DESCRIPTION OF THE TASK: Where a line below contains "TestApp", count it. Reply with the total only.

DATA SUPPLIED:

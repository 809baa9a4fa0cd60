use actix_web::{http, HttpRequest};
use anyhow::anyhow;
use chrono::{DateTime, Duration, Utc};
use jsonwebtoken::{
    decode, encode, Algorithm as JWTAlgorithm, DecodingKey, EncodingKey, Header, Validation,
};
use secrecy::{ExposeSecret, SecretString};
use serde::{Deserialize, Serialize};
use uuid::Uuid;

use crate::constants::SESSION_COOKIE_NAME;
use crate::errors::CustomJWTTokenError;

pub fn error_chain_fmt(
    e: &impl std::error::Error,
    f: &mut std::fmt::Formatter<'_>,
) -> std::fmt::Result {
    writeln!(f, "{}\n", e)?;
    let mut current = e.source();
    while let Some(cause) = current {
        writeln!(f, "Caused by:\n\t{}", cause)?;
        current = cause.source();
    }
    Ok(())
}

#[derive(Debug, Serialize, Deserialize)]
pub struct JWTClaims {
    pub sub: Uuid,
    pub exp: usize,
}

#[tracing::instrument(name = "Generate JWT token for session", skip(secret))]
pub fn generate_jwt_token_for_session(
    session_id: Uuid,
    expires_at: DateTime<Utc>,
    secret: &SecretString,
) -> Result<SecretString, anyhow::Error> {
    let claims: JWTClaims = JWTClaims {
        sub: session_id,
        exp: expires_at.timestamp() as usize,
    };
    let header = Header::new(JWTAlgorithm::HS256);
    let encoding_key = EncodingKey::from_secret(secret.expose_secret().as_bytes());
    let token: String = encode(&header, &claims, &encoding_key)
        .map_err(|e| anyhow!(e).context("Failed to generate token"))?;
    Ok(SecretString::from(token))
}

#[tracing::instrument(name = "Decode JWT token", skip(token, secret))]
pub fn decode_token<T: Into<String>>(
    token: T,
    secret: &SecretString,
) -> Result<Uuid, CustomJWTTokenError> {
    let decoding_key = DecodingKey::from_secret(secret.expose_secret().as_bytes());
    let decoded = decode::<JWTClaims>(
        &token.into(),
        &decoding_key,
        &Validation::new(JWTAlgorithm::HS256),
    );
    match decoded {
        Ok(token) => Ok(token.claims.sub),
        Err(e) => match e.kind() {
            jsonwebtoken::errors::ErrorKind::ExpiredSignature => Err(CustomJWTTokenError::Expired),
            _ => Err(CustomJWTTokenError::Invalid("Invalid Token".to_string())),
        },
    }
}

pub fn session_expiry(expiry_hours: i64) -> DateTime<Utc> {
    Utc::now() + Duration::hours(expiry_hours)
}

/// Reads the session token from the `token` cookie, falling back to a bearer header.
pub fn get_session_token(req: &HttpRequest) -> Option<String> {
    req.cookie(SESSION_COOKIE_NAME)
        .map(|c| c.value().to_string())
        .or_else(|| {
            req.headers()
                .get(http::header::AUTHORIZATION)
                .and_then(|h| h.to_str().ok())
                .and_then(|h| h.strip_prefix("Bearer "))
                .map(|t| t.trim().to_string())
        })
        .filter(|t| !t.is_empty())
}

#[cfg(test)]
mod tests {
    use actix_web::test::TestRequest;
    use secrecy::SecretString;
    use uuid::Uuid;

    use super::{decode_token, generate_jwt_token_for_session, get_session_token, session_expiry};
    use crate::errors::CustomJWTTokenError;
    use secrecy::ExposeSecret;

    #[test]
    fn test_session_token_round_trip() {
        let secret = SecretString::from("unit-test-secret");
        let session_id = Uuid::new_v4();
        let token = generate_jwt_token_for_session(session_id, session_expiry(1), &secret).unwrap();
        let decoded = decode_token(token.expose_secret(), &secret).unwrap();
        assert_eq!(decoded, session_id);
    }

    #[test]
    fn test_expired_session_token_is_rejected() {
        let secret = SecretString::from("unit-test-secret");
        let token =
            generate_jwt_token_for_session(Uuid::new_v4(), session_expiry(-2), &secret).unwrap();
        let decoded = decode_token(token.expose_secret(), &secret);
        assert!(matches!(decoded, Err(CustomJWTTokenError::Expired)));
    }

    #[test]
    fn test_token_signed_with_other_secret_is_invalid() {
        let token = generate_jwt_token_for_session(
            Uuid::new_v4(),
            session_expiry(1),
            &SecretString::from("first"),
        )
        .unwrap();
        let decoded = decode_token(token.expose_secret(), &SecretString::from("second"));
        assert!(matches!(decoded, Err(CustomJWTTokenError::Invalid(_))));
    }

    #[test]
    fn test_session_token_prefers_cookie_then_bearer() {
        let req = TestRequest::default()
            .insert_header(("Authorization", "Bearer header-token"))
            .to_http_request();
        assert_eq!(get_session_token(&req).as_deref(), Some("header-token"));

        let req = TestRequest::default()
            .cookie(actix_web::cookie::Cookie::new("token", "cookie-token"))
            .insert_header(("Authorization", "Bearer header-token"))
            .to_http_request();
        assert_eq!(get_session_token(&req).as_deref(), Some("cookie-token"));

        let req = TestRequest::default()
            .insert_header(("Authorization", "Basic abc"))
            .to_http_request();
        assert!(get_session_token(&req).is_none());
    }
}
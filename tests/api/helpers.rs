use gamefowl_farm::{
    configuration::{get_configuration, LogFormat, LogSettings},
    database::get_connection_pool,
    startup::Application,
    telemetry::{get_subscriber, init_subscriber},
};
use once_cell::sync::Lazy;
use sqlx::PgPool;

#[allow(dead_code)]
pub struct TestApp {
    pub address: String,
    pub db_pool: PgPool,
    pub port: u16,
    pub api_client: reqwest::Client,
}

static TRACING: Lazy<()> = Lazy::new(|| {
    let log = LogSettings {
        level: "info".to_string(),
        format: LogFormat::Pretty,
    };
    let test_log = std::env::var("TEST_LOG")
        .map(|value| value == "true")
        .unwrap_or(false);
    if test_log {
        init_subscriber(get_subscriber(&log, std::io::stdout));
    } else {
        init_subscriber(get_subscriber(&log, std::io::sink));
    }
});

impl TestApp {
    /// Opens an anonymous session and returns its bearer token.
    pub async fn open_session(&self) -> String {
        let response = self
            .api_client
            .post(format!("{}/auth/session", &self.address))
            .send()
            .await
            .expect("Failed to execute request.");
        assert!(response.status().is_success());
        let body: serde_json::Value = response.json().await.expect("Invalid session body");
        body["data"]["token"]
            .as_str()
            .expect("Session token missing")
            .to_string()
    }
}

pub async fn spawn_app() -> TestApp {
    Lazy::force(&TRACING);

    let configuration = {
        let mut c = get_configuration().expect("Failed to read configuration.");
        c.application.port = 0;
        c.application.workers = 1;
        c
    };
    let application = Application::build(configuration.clone())
        .await
        .expect("Failed to build application.");
    let application_port = application.port();

    let address = format!("http://127.0.0.1:{}", application_port);
    let _ = tokio::spawn(application.run_until_stopped());

    TestApp {
        address,
        db_pool: get_connection_pool(&configuration.database),
        port: application_port,
        api_client: reqwest::Client::new(),
    }
}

RESPONSE TO THIS EXERCISE: 4